Aim of the task: Reproduce the lines of the listing exactly, beginning at the top, until the line with "during interactive prompting" has been reproduced too.
(Dataset records begins)
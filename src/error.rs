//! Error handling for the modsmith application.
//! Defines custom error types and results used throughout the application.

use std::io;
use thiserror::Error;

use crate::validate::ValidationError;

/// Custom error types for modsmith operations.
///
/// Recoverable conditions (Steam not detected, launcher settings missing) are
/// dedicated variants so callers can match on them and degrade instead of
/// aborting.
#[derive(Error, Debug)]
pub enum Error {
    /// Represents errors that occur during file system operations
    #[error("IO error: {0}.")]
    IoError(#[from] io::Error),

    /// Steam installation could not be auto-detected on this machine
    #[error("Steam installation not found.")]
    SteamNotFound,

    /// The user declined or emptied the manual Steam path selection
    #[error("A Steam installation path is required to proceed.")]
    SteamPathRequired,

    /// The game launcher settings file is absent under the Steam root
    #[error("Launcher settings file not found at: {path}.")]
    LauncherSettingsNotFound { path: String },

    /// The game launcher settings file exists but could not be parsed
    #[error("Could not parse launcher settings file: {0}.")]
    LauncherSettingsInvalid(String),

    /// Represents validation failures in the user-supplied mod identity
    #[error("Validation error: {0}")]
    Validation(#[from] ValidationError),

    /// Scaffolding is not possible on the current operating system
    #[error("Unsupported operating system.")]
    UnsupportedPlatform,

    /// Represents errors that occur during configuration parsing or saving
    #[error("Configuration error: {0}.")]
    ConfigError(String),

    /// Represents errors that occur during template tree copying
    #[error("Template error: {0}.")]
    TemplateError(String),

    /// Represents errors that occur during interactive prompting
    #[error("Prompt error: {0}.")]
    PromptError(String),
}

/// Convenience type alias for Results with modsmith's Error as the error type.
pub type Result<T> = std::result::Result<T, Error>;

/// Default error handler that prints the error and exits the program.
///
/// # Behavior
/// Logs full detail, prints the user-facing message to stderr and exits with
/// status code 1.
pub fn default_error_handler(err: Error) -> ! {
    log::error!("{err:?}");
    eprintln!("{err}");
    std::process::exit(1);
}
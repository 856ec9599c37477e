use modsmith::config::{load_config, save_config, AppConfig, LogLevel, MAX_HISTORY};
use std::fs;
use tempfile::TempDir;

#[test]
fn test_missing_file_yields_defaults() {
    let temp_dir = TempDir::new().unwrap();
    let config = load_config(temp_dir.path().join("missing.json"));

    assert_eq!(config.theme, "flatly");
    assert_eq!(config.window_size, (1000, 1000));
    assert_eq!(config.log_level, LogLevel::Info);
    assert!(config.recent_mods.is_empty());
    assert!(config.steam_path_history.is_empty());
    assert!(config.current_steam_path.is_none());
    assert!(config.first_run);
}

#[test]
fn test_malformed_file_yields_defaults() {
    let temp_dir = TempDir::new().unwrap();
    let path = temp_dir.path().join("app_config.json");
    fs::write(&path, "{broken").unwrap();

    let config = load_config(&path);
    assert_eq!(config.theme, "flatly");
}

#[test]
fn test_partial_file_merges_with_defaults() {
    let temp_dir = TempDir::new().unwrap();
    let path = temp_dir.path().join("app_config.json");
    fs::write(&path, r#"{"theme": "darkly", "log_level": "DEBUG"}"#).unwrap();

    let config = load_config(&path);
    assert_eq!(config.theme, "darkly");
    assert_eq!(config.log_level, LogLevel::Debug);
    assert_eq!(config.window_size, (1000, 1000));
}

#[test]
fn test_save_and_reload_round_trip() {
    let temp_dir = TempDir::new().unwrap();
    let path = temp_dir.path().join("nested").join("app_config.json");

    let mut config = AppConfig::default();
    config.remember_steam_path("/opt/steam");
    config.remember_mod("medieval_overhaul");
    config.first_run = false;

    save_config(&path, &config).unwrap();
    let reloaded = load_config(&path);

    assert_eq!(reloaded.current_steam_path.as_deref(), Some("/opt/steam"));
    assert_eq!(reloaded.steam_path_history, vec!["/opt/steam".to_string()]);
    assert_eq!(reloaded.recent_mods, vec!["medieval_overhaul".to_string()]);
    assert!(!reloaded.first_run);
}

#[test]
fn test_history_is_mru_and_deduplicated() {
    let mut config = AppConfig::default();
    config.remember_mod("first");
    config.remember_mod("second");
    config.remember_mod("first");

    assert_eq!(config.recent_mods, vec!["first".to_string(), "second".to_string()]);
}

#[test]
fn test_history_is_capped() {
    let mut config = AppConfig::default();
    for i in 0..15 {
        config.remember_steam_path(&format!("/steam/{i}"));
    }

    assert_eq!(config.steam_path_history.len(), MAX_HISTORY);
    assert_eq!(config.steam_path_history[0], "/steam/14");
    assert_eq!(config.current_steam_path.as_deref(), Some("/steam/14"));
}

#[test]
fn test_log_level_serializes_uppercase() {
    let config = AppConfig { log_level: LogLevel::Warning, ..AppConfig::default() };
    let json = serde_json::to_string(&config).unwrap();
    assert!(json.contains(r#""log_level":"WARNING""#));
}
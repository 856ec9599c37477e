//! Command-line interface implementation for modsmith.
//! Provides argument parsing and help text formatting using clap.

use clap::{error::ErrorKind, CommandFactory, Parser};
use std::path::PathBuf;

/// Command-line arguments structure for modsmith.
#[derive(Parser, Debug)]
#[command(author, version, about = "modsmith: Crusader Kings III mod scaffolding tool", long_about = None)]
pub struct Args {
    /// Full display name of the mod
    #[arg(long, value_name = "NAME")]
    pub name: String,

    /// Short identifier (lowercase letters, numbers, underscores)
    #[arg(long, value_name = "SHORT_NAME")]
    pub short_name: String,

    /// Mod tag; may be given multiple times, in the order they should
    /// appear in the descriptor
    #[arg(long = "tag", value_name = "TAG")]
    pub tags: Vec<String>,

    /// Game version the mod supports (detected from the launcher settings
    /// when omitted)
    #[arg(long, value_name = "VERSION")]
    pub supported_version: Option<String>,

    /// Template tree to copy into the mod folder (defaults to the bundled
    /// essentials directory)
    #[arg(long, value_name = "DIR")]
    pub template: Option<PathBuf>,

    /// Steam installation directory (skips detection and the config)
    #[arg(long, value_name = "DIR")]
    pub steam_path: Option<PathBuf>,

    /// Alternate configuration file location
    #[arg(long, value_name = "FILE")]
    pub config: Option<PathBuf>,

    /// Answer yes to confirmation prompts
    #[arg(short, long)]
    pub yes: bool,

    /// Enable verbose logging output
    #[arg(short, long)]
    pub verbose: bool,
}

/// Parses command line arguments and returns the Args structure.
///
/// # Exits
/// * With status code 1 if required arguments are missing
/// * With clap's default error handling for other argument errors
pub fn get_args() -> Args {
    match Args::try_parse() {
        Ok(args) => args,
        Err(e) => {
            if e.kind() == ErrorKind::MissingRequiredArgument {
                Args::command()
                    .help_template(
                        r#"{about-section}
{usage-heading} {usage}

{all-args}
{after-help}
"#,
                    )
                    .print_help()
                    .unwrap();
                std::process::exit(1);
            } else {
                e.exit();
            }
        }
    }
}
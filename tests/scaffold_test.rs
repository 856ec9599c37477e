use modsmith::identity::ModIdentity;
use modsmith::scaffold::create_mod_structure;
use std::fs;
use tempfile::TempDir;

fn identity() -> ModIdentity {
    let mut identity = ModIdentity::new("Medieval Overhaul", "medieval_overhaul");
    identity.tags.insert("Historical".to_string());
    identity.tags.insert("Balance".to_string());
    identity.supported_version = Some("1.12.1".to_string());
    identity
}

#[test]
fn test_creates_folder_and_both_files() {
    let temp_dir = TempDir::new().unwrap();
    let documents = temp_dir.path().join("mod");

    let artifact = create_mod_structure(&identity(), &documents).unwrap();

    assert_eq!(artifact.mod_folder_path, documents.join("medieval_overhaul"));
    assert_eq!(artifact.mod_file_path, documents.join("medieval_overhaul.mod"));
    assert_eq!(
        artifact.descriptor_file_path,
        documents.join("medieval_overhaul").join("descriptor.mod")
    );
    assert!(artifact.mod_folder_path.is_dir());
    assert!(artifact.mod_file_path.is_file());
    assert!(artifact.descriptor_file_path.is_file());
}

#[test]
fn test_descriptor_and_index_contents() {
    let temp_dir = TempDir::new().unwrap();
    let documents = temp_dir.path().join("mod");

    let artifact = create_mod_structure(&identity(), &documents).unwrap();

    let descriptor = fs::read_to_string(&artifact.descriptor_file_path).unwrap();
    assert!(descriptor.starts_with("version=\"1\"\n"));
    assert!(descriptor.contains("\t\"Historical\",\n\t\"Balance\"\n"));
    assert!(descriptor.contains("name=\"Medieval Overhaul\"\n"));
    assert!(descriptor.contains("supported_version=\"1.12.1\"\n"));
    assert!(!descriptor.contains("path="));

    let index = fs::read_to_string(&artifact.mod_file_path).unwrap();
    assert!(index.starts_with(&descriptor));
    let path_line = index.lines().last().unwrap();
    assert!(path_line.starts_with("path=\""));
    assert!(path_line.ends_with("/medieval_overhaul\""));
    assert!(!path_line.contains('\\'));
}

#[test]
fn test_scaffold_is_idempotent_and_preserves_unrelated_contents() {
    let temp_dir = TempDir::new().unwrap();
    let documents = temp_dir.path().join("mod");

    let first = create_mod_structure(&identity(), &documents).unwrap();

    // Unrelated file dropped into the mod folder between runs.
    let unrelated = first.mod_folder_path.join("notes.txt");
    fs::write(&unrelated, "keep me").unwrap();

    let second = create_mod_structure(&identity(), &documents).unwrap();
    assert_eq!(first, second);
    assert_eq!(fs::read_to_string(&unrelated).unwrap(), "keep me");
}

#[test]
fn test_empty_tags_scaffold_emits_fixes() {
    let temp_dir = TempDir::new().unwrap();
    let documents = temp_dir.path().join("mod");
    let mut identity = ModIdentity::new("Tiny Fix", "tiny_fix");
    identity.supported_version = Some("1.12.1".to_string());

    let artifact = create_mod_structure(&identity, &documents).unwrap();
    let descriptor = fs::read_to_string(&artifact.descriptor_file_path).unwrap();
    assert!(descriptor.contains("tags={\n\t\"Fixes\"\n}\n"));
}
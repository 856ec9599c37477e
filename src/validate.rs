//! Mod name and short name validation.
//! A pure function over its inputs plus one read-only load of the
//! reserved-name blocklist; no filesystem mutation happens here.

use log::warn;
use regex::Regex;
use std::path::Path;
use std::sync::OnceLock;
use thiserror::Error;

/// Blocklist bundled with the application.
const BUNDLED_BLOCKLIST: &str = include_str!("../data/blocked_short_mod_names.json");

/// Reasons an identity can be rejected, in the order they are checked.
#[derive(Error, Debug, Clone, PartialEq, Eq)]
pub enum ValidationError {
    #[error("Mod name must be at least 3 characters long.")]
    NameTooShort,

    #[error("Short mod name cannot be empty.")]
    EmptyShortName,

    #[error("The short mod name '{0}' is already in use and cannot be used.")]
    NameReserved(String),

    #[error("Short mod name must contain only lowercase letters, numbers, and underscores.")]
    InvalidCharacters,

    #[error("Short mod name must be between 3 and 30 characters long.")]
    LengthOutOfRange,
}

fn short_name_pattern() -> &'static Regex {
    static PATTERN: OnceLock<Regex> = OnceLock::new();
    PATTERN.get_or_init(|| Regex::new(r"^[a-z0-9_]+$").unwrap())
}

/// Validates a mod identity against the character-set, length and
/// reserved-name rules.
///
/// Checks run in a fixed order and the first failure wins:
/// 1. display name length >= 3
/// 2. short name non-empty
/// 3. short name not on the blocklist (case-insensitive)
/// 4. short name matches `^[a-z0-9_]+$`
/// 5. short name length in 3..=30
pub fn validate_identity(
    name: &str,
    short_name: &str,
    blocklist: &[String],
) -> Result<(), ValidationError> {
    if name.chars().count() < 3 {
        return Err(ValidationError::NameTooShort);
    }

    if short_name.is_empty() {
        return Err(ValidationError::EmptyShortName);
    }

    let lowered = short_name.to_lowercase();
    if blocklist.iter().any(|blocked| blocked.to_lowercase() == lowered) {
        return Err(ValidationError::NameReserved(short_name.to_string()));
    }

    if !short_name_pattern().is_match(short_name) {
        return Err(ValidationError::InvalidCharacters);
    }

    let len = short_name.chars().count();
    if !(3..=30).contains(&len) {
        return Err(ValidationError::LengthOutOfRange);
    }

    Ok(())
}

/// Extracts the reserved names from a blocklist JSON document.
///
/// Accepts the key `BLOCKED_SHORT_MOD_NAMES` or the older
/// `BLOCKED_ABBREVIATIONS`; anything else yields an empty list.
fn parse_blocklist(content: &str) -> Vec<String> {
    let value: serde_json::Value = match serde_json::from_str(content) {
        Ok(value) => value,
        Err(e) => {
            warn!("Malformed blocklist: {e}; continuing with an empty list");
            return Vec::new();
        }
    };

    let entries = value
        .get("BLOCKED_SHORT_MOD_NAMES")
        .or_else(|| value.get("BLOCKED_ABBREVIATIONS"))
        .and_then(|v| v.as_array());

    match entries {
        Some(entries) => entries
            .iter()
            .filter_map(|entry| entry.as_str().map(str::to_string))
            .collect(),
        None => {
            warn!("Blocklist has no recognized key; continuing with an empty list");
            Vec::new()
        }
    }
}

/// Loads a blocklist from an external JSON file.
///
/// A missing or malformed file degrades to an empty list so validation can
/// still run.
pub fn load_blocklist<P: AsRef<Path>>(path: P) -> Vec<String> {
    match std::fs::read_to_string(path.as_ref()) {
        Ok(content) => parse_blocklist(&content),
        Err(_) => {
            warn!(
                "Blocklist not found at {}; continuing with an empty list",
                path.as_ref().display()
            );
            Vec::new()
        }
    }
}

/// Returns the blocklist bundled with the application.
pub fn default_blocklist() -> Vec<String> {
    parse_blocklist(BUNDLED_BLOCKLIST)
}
(Dataset records ends)
Exercise answer:
filename src/error.rs
//! Error handling for the modsmith application.
//! Defines custom error types and results used throughout the application.

use std::io;
use thiserror::Error;

use crate::validate::ValidationError;

/// Custom error types for modsmith operations.
///
/// Recoverable conditions (Steam not detected, launcher settings missing) are
/// dedicated variants so callers can match on them and degrade instead of
/// aborting.
#[derive(Error, Debug)]
pub enum Error {
    /// Represents errors that occur during file system operations
    #[error("IO error: {0}.")]
    IoError(#[from] io::Error),

    /// Steam installation could not be auto-detected on this machine
    #[error("Steam installation not found.")]
    SteamNotFound,

    /// The user declined or emptied the manual Steam path selection
    #[error("A Steam installation path is required to proceed.")]
    SteamPathRequired,

    /// The game launcher settings file is absent under the Steam root
    #[error("Launcher settings file not found at: {path}.")]
    LauncherSettingsNotFound { path: String },

    /// The game launcher settings file exists but could not be parsed
    #[error("Could not parse launcher settings file: {0}.")]
    LauncherSettingsInvalid(String),

    /// Represents validation failures in the user-supplied mod identity
    #[error("Validation error: {0}")]
    Validation(#[from] ValidationError),

    /// Scaffolding is not possible on the current operating system
    #[error("Unsupported operating system.")]
    UnsupportedPlatform,

    /// Represents errors that occur during configuration parsing or saving
    #[error("Configuration error: {0}.")]
    ConfigError(String),

    /// Represents errors that occur during template tree copying
    #[error("Template error: {0}.")]
    TemplateError(String),

    /// Represents errors that occur during interactive prompting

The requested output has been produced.